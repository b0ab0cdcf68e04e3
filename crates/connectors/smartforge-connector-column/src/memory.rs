//! In-memory column-family cluster that records what it is asked to do.

use crate::statement::{StatementArgs, UserType};
use crate::transport::{ColumnCluster, ColumnSession};
use parking_lot::{Mutex, MutexGuard};
use smartforge_core::{Credentials, TransportError};
use std::collections::BTreeSet;
use std::sync::Arc;

/// A statement the cluster executed.
#[derive(Debug, Clone, PartialEq)]
pub struct Executed {
    pub keyspace: String,
    pub statement: String,
    /// `None` for verbatim execution.
    pub args: Option<StatementArgs>,
}

/// Contact point, login and keyspace of an accepted connection.
#[derive(Debug, Clone, PartialEq, Eq)]
pub struct ConnectRequest {
    pub host: String,
    pub port: u16,
    /// `None` when the connection was not authenticated.
    pub username: Option<String>,
    pub keyspace: String,
}

/// A user type registration the cluster received.
#[derive(Debug, Clone, PartialEq)]
pub struct Registration {
    pub keyspace: String,
    pub type_name: String,
    pub mapping: UserType,
}

/// Cluster operations that can be made to fail once.
#[derive(Debug, Clone, Copy, PartialEq, Eq)]
pub enum Operation {
    Connect,
    Shutdown,
    Execute,
    Register,
}

#[derive(Debug, Default)]
struct State {
    keyspaces: BTreeSet<String>,
    executed: Vec<Executed>,
    registrations: Vec<Registration>,
    connections: Vec<ConnectRequest>,
    shutdowns: usize,
    fail_next: Option<Operation>,
}

impl State {
    fn check(&mut self, op: Operation) -> Result<(), TransportError> {
        if self.fail_next == Some(op) {
            self.fail_next = None;
            return Err(TransportError::new(format!("injected {op:?} failure")));
        }
        Ok(())
    }
}

/// Shared in-memory cluster with a fixed set of keyspaces.
#[derive(Debug, Clone, Default)]
pub struct MemoryColumnCluster {
    state: Arc<Mutex<State>>,
}

impl MemoryColumnCluster {
    pub fn with_keyspaces<I, S>(keyspaces: I) -> Self
    where
        I: IntoIterator<Item = S>,
        S: Into<String>,
    {
        let cluster = Self::default();
        cluster.state().keyspaces = keyspaces.into_iter().map(Into::into).collect();
        cluster
    }

    fn state(&self) -> MutexGuard<'_, State> {
        self.state.lock()
    }

    pub fn fail_next(&self, op: Operation) {
        self.state().fail_next = Some(op);
    }

    pub fn executed(&self) -> Vec<Executed> {
        self.state().executed.clone()
    }

    pub fn registrations(&self) -> Vec<Registration> {
        self.state().registrations.clone()
    }

    pub fn connects(&self) -> usize {
        self.state().connections.len()
    }

    /// Every accepted connection, oldest first.
    pub fn connections(&self) -> Vec<ConnectRequest> {
        self.state().connections.clone()
    }

    pub fn shutdowns(&self) -> usize {
        self.state().shutdowns
    }
}

impl ColumnCluster for MemoryColumnCluster {
    type Session = MemoryColumnSession;

    fn connect(
        &self,
        host: &str,
        port: u16,
        credentials: Option<&Credentials>,
        keyspace: &str,
    ) -> Result<Self::Session, TransportError> {
        let mut state = self.state();
        state.check(Operation::Connect)?;
        if !state.keyspaces.contains(keyspace) {
            return Err(TransportError::new(format!("keyspace {keyspace:?} does not exist")));
        }
        state.connections.push(ConnectRequest {
            host: host.to_string(),
            port,
            username: credentials.map(|c| c.username.clone()),
            keyspace: keyspace.to_string(),
        });
        Ok(MemoryColumnSession {
            state: Arc::clone(&self.state),
            keyspace: keyspace.to_string(),
        })
    }

    fn shutdown(&self) -> Result<(), TransportError> {
        let mut state = self.state();
        state.check(Operation::Shutdown)?;
        state.shutdowns += 1;
        Ok(())
    }

    fn register_user_type(&self, keyspace: &str, type_name: &str, mapping: &UserType) -> Result<(), TransportError> {
        let mut state = self.state();
        state.check(Operation::Register)?;
        state.registrations.push(Registration {
            keyspace: keyspace.to_string(),
            type_name: type_name.to_string(),
            mapping: mapping.clone(),
        });
        Ok(())
    }
}

/// Session of a [`MemoryColumnCluster`].
#[derive(Debug)]
pub struct MemoryColumnSession {
    state: Arc<Mutex<State>>,
    keyspace: String,
}

impl MemoryColumnSession {
    fn record(&self, statement: &str, args: Option<&StatementArgs>) -> Result<(), TransportError> {
        let mut state = self.state.lock();
        state.check(Operation::Execute)?;
        state.executed.push(Executed {
            keyspace: self.keyspace.clone(),
            statement: statement.to_string(),
            args: args.cloned(),
        });
        Ok(())
    }
}

impl ColumnSession for MemoryColumnSession {
    fn execute(&self, statement: &str) -> Result<(), TransportError> {
        self.record(statement, None)
    }

    fn execute_bound(&self, statement: &str, args: &StatementArgs) -> Result<(), TransportError> {
        self.record(statement, Some(args))
    }
}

··········

TASK DIRECTIONS |
Everything from the line that contains "let mut state = self.state.lock();" to the last line of the entries above should be repeated word for word, both lines included, with no other output.

TASK ANSWER |
        let mut state = self.state.lock();
        state.check(Operation::Execute)?;
        state.executed.push(Executed {
            keyspace: self.keyspace.clone(),
            statement: statement.to_string(),
            args: args.cloned(),
        });
        Ok(())
    }
}

impl ColumnSession for MemoryColumnSession {
    fn execute(&self, statement: &str) -> Result<(), TransportError> {
        self.record(statement, None)
    }

    fn execute_bound(&self, statement: &str, args: &StatementArgs) -> Result<(), TransportError> {
        self.record(statement, Some(args))
    }
}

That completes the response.